# INSTRUCTIONS TO FOLLOW
Below are entries; tally how many lines hold the string "RwLock" and answer with only that figure.

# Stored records
§ §

use std::sync::Arc;

use parking_lot::RwLock;
use tokio::sync::watch;

use crate::models::Envelope;

/// Shared handle to the latest accepted envelope.
///
/// Cloning the handle is cheap; every clone observes the same snapshot.
/// The envelope is only ever swapped as a whole, so a reader holding the
/// returned `Arc` keeps a consistent view even while a replacement lands.
#[derive(Clone)]
pub struct SnapshotStore {
    inner: Arc<Inner>,
}

struct Inner {
    current: RwLock<Option<Arc<Envelope>>>,
    revision: watch::Sender<u64>,
}

impl SnapshotStore {
    /// Create an empty store. Consumers render a loading state until the first replacement.
    pub fn new() -> Self {
        let (revision, _) = watch::channel(0);
        Self {
            inner: Arc::new(Inner {
                current: RwLock::new(None),
                revision,
            }),
        }
    }

    /// Create a store seeded with a last-known-good envelope.
    pub fn with_snapshot(envelope: Envelope) -> Self {
        let store = Self::new();
        *store.inner.current.write() = Some(Arc::new(envelope));
        store
    }

    /// Current snapshot, or `None` while still loading.
    pub fn current(&self) -> Option<Arc<Envelope>> {
        self.inner.current.read().clone()
    }

    /// Hash of the current snapshot.
    pub fn data_hash(&self) -> Option<String> {
        self.inner
            .current
            .read()
            .as_ref()
            .map(|envelope| envelope.data_hash.clone())
    }

    /// Whether no snapshot has been accepted yet.
    pub fn is_loading(&self) -> bool {
        self.inner.current.read().is_none()
    }

    /// Replace the whole snapshot and notify subscribers.
    pub fn replace(&self, envelope: Envelope) {
        let envelope = Arc::new(envelope);
        *self.inner.current.write() = Some(envelope);
        self.inner.revision.send_modify(|revision| *revision += 1);
    }

    /// Number of replacements performed since the store was created.
    pub fn revision(&self) -> u64 {
        *self.inner.revision.borrow()
    }

    /// Subscribe to replacements. The received value is the new revision.
    pub fn subscribe(&self) -> watch::Receiver<u64> {
        self.inner.revision.subscribe()
    }
}

impl Default for SnapshotStore {
    fn default() -> Self {
        Self::new()
    }
}

#[cfg(test)]
mod tests {
    use super::*;
    use chrono::Utc;

    fn envelope(hash: &str) -> Envelope {
        let now = Utc::now();
        Envelope {
            banners: Vec::new(),
            game_statuses: Vec::new(),
            fetched_at: now,
            next_refresh_at: now,
            data_hash: hash.to_string(),
        }
    }

    #[test]
    fn readers_keep_their_snapshot_across_replacement() {
        let store = SnapshotStore::new();
        assert!(store.is_loading());

        store.replace(envelope("aaaaaaaaaaaa"));
        let held = store.current().expect("snapshot present");

        store.replace(envelope("bbbbbbbbbbbb"));
        assert_eq!(held.data_hash, "aaaaaaaaaaaa");
        assert_eq!(store.data_hash().as_deref(), Some("bbbbbbbbbbbb"));
        assert_eq!(store.revision(), 2);
    }

    #[tokio::test]
    async fn subscribers_see_new_revisions() {
        let store = SnapshotStore::new();
        let mut rx = store.subscribe();
        let writer = store.clone();

        writer.replace(envelope("cccccccccccc"));
        rx.changed().await.expect("store alive");
        assert_eq!(*rx.borrow(), 1);
    }

    #[test]
    fn seeded_store_does_not_count_as_replacement() {
        let store = SnapshotStore::with_snapshot(envelope("dddddddddddd"));
        assert!(!store.is_loading());
        assert_eq!(store.revision(), 0);
    }
}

§ §

# OUTPUT FOR THIS EXERCISE
3